Psychiatrist Cal Bradley is a a nice guy. A lucky guy. He lives in a pleasant little town up in the middle of America, with a great job more or less running a brain-fixing practice in an old house - and he knows the town well, because he grew up here: his father used to be the town's priest. Marie is his delightful, beautiful and very sexy wife of some fifteen years or so, whom he still lusts after and - more perfect - who still lusts after him, and they have three wonderful kids. A perfect middle-class set up. Life is good.
But it's all going to go to pot. One night a local teenager, Peter Blue, punches his girlfriend, steals a pistol, goes to the church and sets fire to it. When the police chief, a bear-like figure called Hunnicut, finds him, he points the gun at the officer. An annoying thing to do, so Hunnicut knocks it away and takes him down to the jail, where Blue tries suicide. It's after this that Cal gets involved. He's asked by the new priest to help the kid (Blue'd worked for the priest as a gardener), and manages to get Blue delivered to his practice for assessment. Only then does he realise that there's something special about the boy. Peter Blue is naive, visionary, and apparently deeply religious - if not in an orthodox way. All who come in contact with him are touched by his obvious simplicity and curious attractiveness; all but the police chief. To him Blue is just a vandal who pulled a gun on him. One can sympathise with his opinion. It was he who had a gun shoved in his face, after all.
But as the psychiatrist delves into Blue's mind, dark secrets begin to come out. Not only in Blue's past, but in Cal Bradley's too. It's a good read, especially in the last half of the book. I have to admit that the first half did meander a bit, to my way of thinking, but that didn't affect my enjoyment. However, there was one great inconsistency in logic that I found hard to swallow. That was that this family could be quite so close as they were written. The parents, Cal and Marie, were clearly driven by the closest possible human love, almost mutual adoration; the family had no blemish, no rows, no pain, no problems. The kids were pleasant and happy, the husband and wife supportive and understanding. And yet the larger part of the story is grounded in the fact that Cal Bradley knew so little about his wife that he had no idea what she'd been doing with her life before they met. He didn't even know whether she had a family, whether her parents were alive or dead: nothing.
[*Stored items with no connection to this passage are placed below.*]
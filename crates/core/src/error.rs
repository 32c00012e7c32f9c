//! Unified error types for swcache.
//!
//! Every variant carries a stable CODE prefix so callers on the MCP side can
//! match on the message without parsing prose.

use rmcp::model::{ErrorCode, ErrorData as McpError};
use tokio_rusqlite::rusqlite;

/// Unified error type for the cache engine.
#[derive(Debug, thiserror::Error)]
pub enum Error {
    /// Invalid input parameters.
    #[error("INVALID_INPUT: {0}")]
    InvalidInput(String),

    /// Invalid request or manifest URL.
    #[error("INVALID_URL: {0}")]
    InvalidUrl(String),

    /// A declared route could not be compiled.
    #[error("INVALID_ROUTE: {0}")]
    InvalidRoute(String),

    /// The network leg failed before any response arrived.
    #[error("NETWORK_UNAVAILABLE: {0}")]
    NetworkUnavailable(String),

    /// The network leg exceeded its timeout.
    #[error("FETCH_TIMEOUT: {0}")]
    FetchTimeout(String),

    /// Fetch response too large.
    #[error("FETCH_TOO_LARGE: {0}")]
    FetchTooLarge(String),

    /// The network failed and the partition holds no entry for the key.
    #[error("NO_CACHED_RESPONSE: {0}")]
    NoCachedResponse(String),

    /// No cache entry found for the given key.
    #[error("CACHE_MISS: {0}")]
    CacheMiss(String),

    /// Database operation failed.
    #[error("CACHE_ERROR: {0}")]
    Database(tokio_rusqlite::Error),

    /// Migration failed to apply.
    #[error("CACHE_ERROR: migration failed: {0}")]
    MigrationFailed(String),

    /// Stored row could not be decoded.
    #[error("CACHE_ERROR: corrupt entry: {0}")]
    CorruptEntry(String),

    /// A manifest entry could not be fetched during install.
    #[error("PRECACHE_FAILED: {0}")]
    PrecacheFailed(String),

    /// Lifecycle transition not allowed from the current state.
    #[error("INVALID_STATE: {0}")]
    InvalidState(String),
}

impl Error {
    /// Whether this error means the network leg failed and a cache fallback applies.
    pub fn is_network_failure(&self) -> bool {
        matches!(self, Error::NetworkUnavailable(_) | Error::FetchTimeout(_))
    }
}

impl From<tokio_rusqlite::Error<Error>> for Error {
    fn from(err: tokio_rusqlite::Error<Error>) -> Self {
        match err {
            tokio_rusqlite::Error::Error(e) => e,
            tokio_rusqlite::Error::ConnectionClosed => Error::Database(tokio_rusqlite::Error::ConnectionClosed),
            tokio_rusqlite::Error::Close(c) => Error::Database(tokio_rusqlite::Error::Close(c)),
            _ => Error::Database(tokio_rusqlite::Error::ConnectionClosed),
        }
    }
}

impl From<tokio_rusqlite::Error<rusqlite::Error>> for Error {
    fn from(err: tokio_rusqlite::Error<rusqlite::Error>) -> Self {
        Error::Database(err)
    }
}

impl From<rusqlite::Error> for Error {
    fn from(err: rusqlite::Error) -> Self {
        Error::Database(tokio_rusqlite::Error::Error(err))
    }
}

impl From<crate::config::ConfigError> for Error {
    fn from(err: crate::config::ConfigError) -> Self {
        Error::InvalidInput(err.to_string())
    }
}

impl From<Error> for McpError {
    fn from(err: Error) -> Self {
        let (code, message) = match &err {
            Error::InvalidInput(msg) => (-32602, msg.clone()),
            Error::InvalidUrl(msg) => (-32602, msg.clone()),
            Error::InvalidRoute(msg) => (-32602, msg.clone()),
            Error::NetworkUnavailable(msg) => (-32003, msg.clone()),
            Error::FetchTimeout(msg) => (-32004, msg.clone()),
            Error::FetchTooLarge(msg) => (-32005, msg.clone()),
            Error::NoCachedResponse(msg) => (-32006, msg.clone()),
            Error::CacheMiss(msg) => (-32001, msg.clone()),
            Error::Database(e) => (-32002, e.to_string()),
            Error::MigrationFailed(msg) => (-32002, msg.clone()),
            Error::CorruptEntry(msg) => (-32002, msg.clone()),
            Error::PrecacheFailed(msg) => (-32007, msg.clone()),
            Error::InvalidState(msg) => (-32008, msg.clone()),
        };

        McpError { code: ErrorCode(code), message: message.into(), data: None }
    }
}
Call me old-fashioned, but in a partnership where so much is concealed, I don't think there could ever be perfect love or trust. People need to give their histories for there to be real commitment, don't they? Still, if you can swallow this - and let's be fair, I did for the second half - then this is a good read, especially if you like the first person confessional type of story. Whodunit it ain't, because the murder actually occurs in the last third of the story, for a start! Psychological it most definitely is, though, and gripping.